I am creating a Naive Bayes classifier in Python that will be able to guess which month it is based on some weather data of a single day.
Currently the mean and standard deviation are used to classify the month, however I figured that adding skewness and kurtosis might help in improving the accuracy.
I am currently using scipy.stats.norm.cdf to calculate the chance, but I cannot seem to find any cdf function in Python that takes skewness and kurtosis into account.
I feel like I might not be understanding skewness and kurtosis correctly. Skewness and kurtosis have an impact on the cdf function and therefore I expected them to be given as a parameter.

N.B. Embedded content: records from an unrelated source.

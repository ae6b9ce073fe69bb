/// Escape a value for use inside PowerShell single quotes.
/// Replaces `'` with `''`.
pub fn escape_powershell_single_quoted(value: &str) -> String {
    value.replace('\'', "''")
}

/// Quote a value as a PowerShell single-quoted string literal.
pub fn quote_powershell(value: &str) -> String {
    format!("'{}'", escape_powershell_single_quoted(value))
}

/// Quote a value as an AppleScript string literal.
/// Backslashes and double quotes are escaped; newlines become `\n`.
pub fn quote_applescript(value: &str) -> String {
    let mut out = String::with_capacity(value.len() + 2);
    out.push('"');
    for ch in value.chars() {
        match ch {
            '\\' => out.push_str("\\\\"),
            '"' => out.push_str("\\\""),
            '\n' => out.push_str("\\n"),
            '\r' => out.push_str("\\r"),
            '\t' => out.push_str("\\t"),
            other => out.push(other),
        }
    }
    out.push('"');
    out
}
//! Generic utility primitives with zero domain knowledge.
//!
//! - `command` - Command output inspection
//! - `shell` - String quoting for helper scripts

pub mod command;
pub mod shell;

Is there something fundamentally wrong with my understanding of skewness, kurtosis and the cdf function? If not, then where can I find an implementation of the cdf function in Python that takes all these parameters into account?
Normal distribution, which you use (scipy.stats.norm) and which is typicaly used to model one-dimensional conditional distribution in Naive Bayes is explicitly defined by just two parameters - its mean
and std
. There is no point in specifing skewness/kurtosis as they are constant for your distribution (in particular kurtosis is 3).
What you are thinking about is probably a Pearson distribution, which is used to fit more moments (mean, std, skewness and kurtosis).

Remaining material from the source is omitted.